Kluber, one of Cleveland’s top starters this season, is expected to miss at least 15 days and could be sidelined for the rest of the year. The injury is similar to the one that landed right-hander Zach McAllister on the DL for seven weeks.
Right-hander Matt Langwell was promoted from Triple-A Columbus to take Kluber’s roster spot, but he will most likely be sent back down today to clear room for tonight’s starting pitcher, right-hander Danny Salazar.
The Indians may use Salazar to replace Kluber, but he’s on a limited innings count after undergoing Tommy John surgery prior to the 2011 season. Columbus’ Trevor Bauer, Carlos Carrasco and Daisuke Matsuzaka are also candidates to replace Kluber, who is 7-5 with a 3.54 ERA in 21 games (19 starts).
The Indians said Kluber sustained the injury during a brilliant outing Monday night — 7⅓ scoreless innings — but neither the pitcher nor Francona mentioned it after the game.
Francona addressed closer Chris Perez’s failure to speak to reporters after blowing a save Monday in a 4-2 loss to Detroit. A number of unnamed players were not happy with Perez’s actions following the game and Francona was asked if Perez let his teammates down.
“I don’t know if I view it that way. I think it’s his personal choice,” he said. “I think we try to foster an environment where good, bad, in-between guys are accountable. Some guys choose not to talk.

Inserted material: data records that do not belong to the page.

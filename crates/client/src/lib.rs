//! # Accord Protocol 署名付きHTTPクライアント
//!
//! 双方向チャネルを持たないピアに対する単方向の通信路。
//!
//! 1. [`bootstrap`] — nonce取得とAttestation提出によるセッション確立
//! 2. [`signer`] — 確立済みセッションでの署名付き（必要なら暗号化）POST
//!
//! すべてのリクエストはエフェメラルEd25519鍵で署名され、ピア側で
//! リプレイ検査の材料になるタイムスタンプとnonceを運ぶ。

use std::time::Duration;

use accord_crypto::CryptoError;

pub mod bootstrap;
pub mod session;
pub mod signer;

pub use bootstrap::bootstrap_attested_session;
pub use session::SigningSession;
pub use signer::{OutboundSigner, SignedResponse};

/// nonce取得（`POST {base}/attestation/challenge`）のタイムアウト。
pub const NONCE_TIMEOUT: Duration = Duration::from_secs(10);

/// Attestation提出（`POST {base}/attest`）のタイムアウト。
pub const ATTEST_TIMEOUT: Duration = Duration::from_secs(20);

/// 確立後の署名付きリクエストのタイムアウト。
pub const REQUEST_TIMEOUT: Duration = Duration::from_secs(30);

/// HTTPクライアント層のエラー型。
#[derive(Debug, thiserror::Error)]
pub enum ClientError {
    /// HTTPトランスポートの失敗
    #[error("HTTPリクエストに失敗: {0}")]
    Http(#[from] reqwest::Error),
    /// ピアが非成功ステータスを返した
    #[error("{endpoint} がステータス {status} を返しました: {body}")]
    PeerRejected {
        endpoint: String,
        status: u16,
        body: String,
    },
    /// レスポンス本文が空
    #[error("{0} のレスポンス本文が空です")]
    EmptyResponse(String),
    /// レスポンス本文のパース失敗
    #[error("レスポンスのパースに失敗: {0}")]
    MalformedResponse(String),
    /// 暗号処理の失敗
    #[error("暗号処理エラー: {0}")]
    Crypto(#[from] CryptoError),
}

It’s not always a perfect world.
“Those things with a team have a way of working themselves out and it doesn’t necessarily have to be in public. I think that’s where teams come together and take care of team things.”
Upon leaving the disabled list in late June, Perez said he would not speak to the media for the rest of the season. He reiterated that stance when approached by reporters Tuesday.
Pitching for the third straight day Monday, Perez blew his first save in 12 opportunities since leaving the injured list. There were reports Perez left the park before the final out was recorded, but Francona disputed that, saying that the closer stopped in his office after the game.
“He actually came in after the game and said, ‘I felt great. I just blew the game,’” Francona said. “We always check with everybody before the game. It doesn’t matter if a guy went one in a row. If he’s not feeling good, we’re not going to pitch him.”
Francona became agitated when he was asked if he considered having a left-hander face Prince Fielder to start the decisive ninth inning before going to his two-time All-Star closer.
“He had 12 (saves) in a row and now all of the sudden I’m getting asked about matching up in the ninth,” Francona said. “That doesn’t make a lot of sense. I think you maybe need to sometimes step back. He blew a save. Unfortunately, it hurts, but that’s part of the game.”
Right-hander Josh Tomlin will take another step on his comeback from Tommy John surgery, starting tonight for Double-A Akron. Tomlin has already made a pair of relief appearances for Class A Lake County.
“He’s doing really well,” Francona said. “It seems like there’s everybody in that room pulling for him.
It will be nice to have him back.”
Tomlin could be an option out of the bullpen or rotation when he returns.
Indians left fielder Michael Brantley recorded his American League-leading 10th outfield assist in the series opener Monday.
Francona said Brantley has one of the most accurate outfield arms he’s ever seen.
“I can’t tell you how many rallies he seems to have averted,” Francona said of Brantley, who had yet to commit an error in 107 games through Monday.
Monday night’s series opener with Detroit drew a 12.1 rating, SportsTime Ohio’s largest in six years.
* The Indians entered Tuesday having held opponents scoreless through the first five innings in 16 of their last 23 games.